|About this Abstract
||2022 TMS Annual Meeting & Exhibition
||Mechanical Behavior and Degradation of Advanced Nuclear Fuel and Structural Materials
||A Comprehensive Study of Responses of SiC Materials to Neutron Irradiation for ATF Cladding Application
||Takaaki Koyanagi, Christian Petrie, Jose' Arregui Mena, Hsin Wang, Yutai Katoh
|On-Site Speaker (Planned)
Development of SiC-based composites continues for use in accident-tolerant fuel cladding for light water reactors (LWRs) because of its inherent advantages of low neutron absorption, retention of strength following irradiation, and high-temperature capability. Although responses of SiC materials to neutron irradiation have been extensively studied, there remains a knowledge gap in predicting the performance of SiC cladding under irradiation. This paper presents recent findings from evaluations of SiC materials irradiated under LWR-relevant temperature and dose conditions.
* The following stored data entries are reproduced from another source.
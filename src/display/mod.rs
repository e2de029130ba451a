/*
 *  display/mod.rs
 *
 *  timeclock - full-screen zener clock
 *  (c) 2020-26 Stuart Hunter
 *
 *  Display subsystem - clock face state engine and surfaces
 *
 *  This program is free software: you can redistribute it and/or modify
 *  it under the terms of the GNU General Public License as published by
 *  the Free Software Foundation, either version 3 of the License, or
 *  (at your option) any later version.
 *
 *  This program is distributed in the hope that it will be useful,
 *  but WITHOUT ANY WARRANTY; without even the implied warranty of
 *  MERCHANTABILITY or FITNESS FOR A PARTICULAR PURPOSE.  See the
 *  GNU General Public License for more details.
 *
 *  See <http://www.gnu.org/licenses/> to get a copy of the GNU General
 *  Public License.
 *
 */

// Core trait definitions
pub mod traits;
pub mod error;
pub mod color;
pub mod field;
pub mod theme;

// Timing
pub mod timer;
pub mod scheduler;

// Clock face components
pub mod components;

// Rendering surfaces
pub mod drivers;

// Re-exports for convenience
pub use traits::RenderSurface;
pub use error::DisplayError;
pub use color::Rgb;
pub use field::{ColorRole, FieldId};
pub use theme::{ColorTable, ThemeMode, ThemeState};
pub use timer::FixedDelayTimer;
pub use scheduler::{DisplayScheduler, SchedulerConfig, TickReport, Visibility};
The research subjects include (1) high-dose irradiation effects, (2) irradiation-induced stress and dimensional changes under temperature and neutron flux gradients, and (3) stored energy release during post-irradiation annealing. These studies reach a common conclusion that mechanistic understanding and modeling of irradiation-induced lattice swelling is important to assessing the performance of SiC-based cladding. This study was supported by US Department of Energy–Nuclear Energy and Westinghouse Electric Company/General Atomics FOA projects.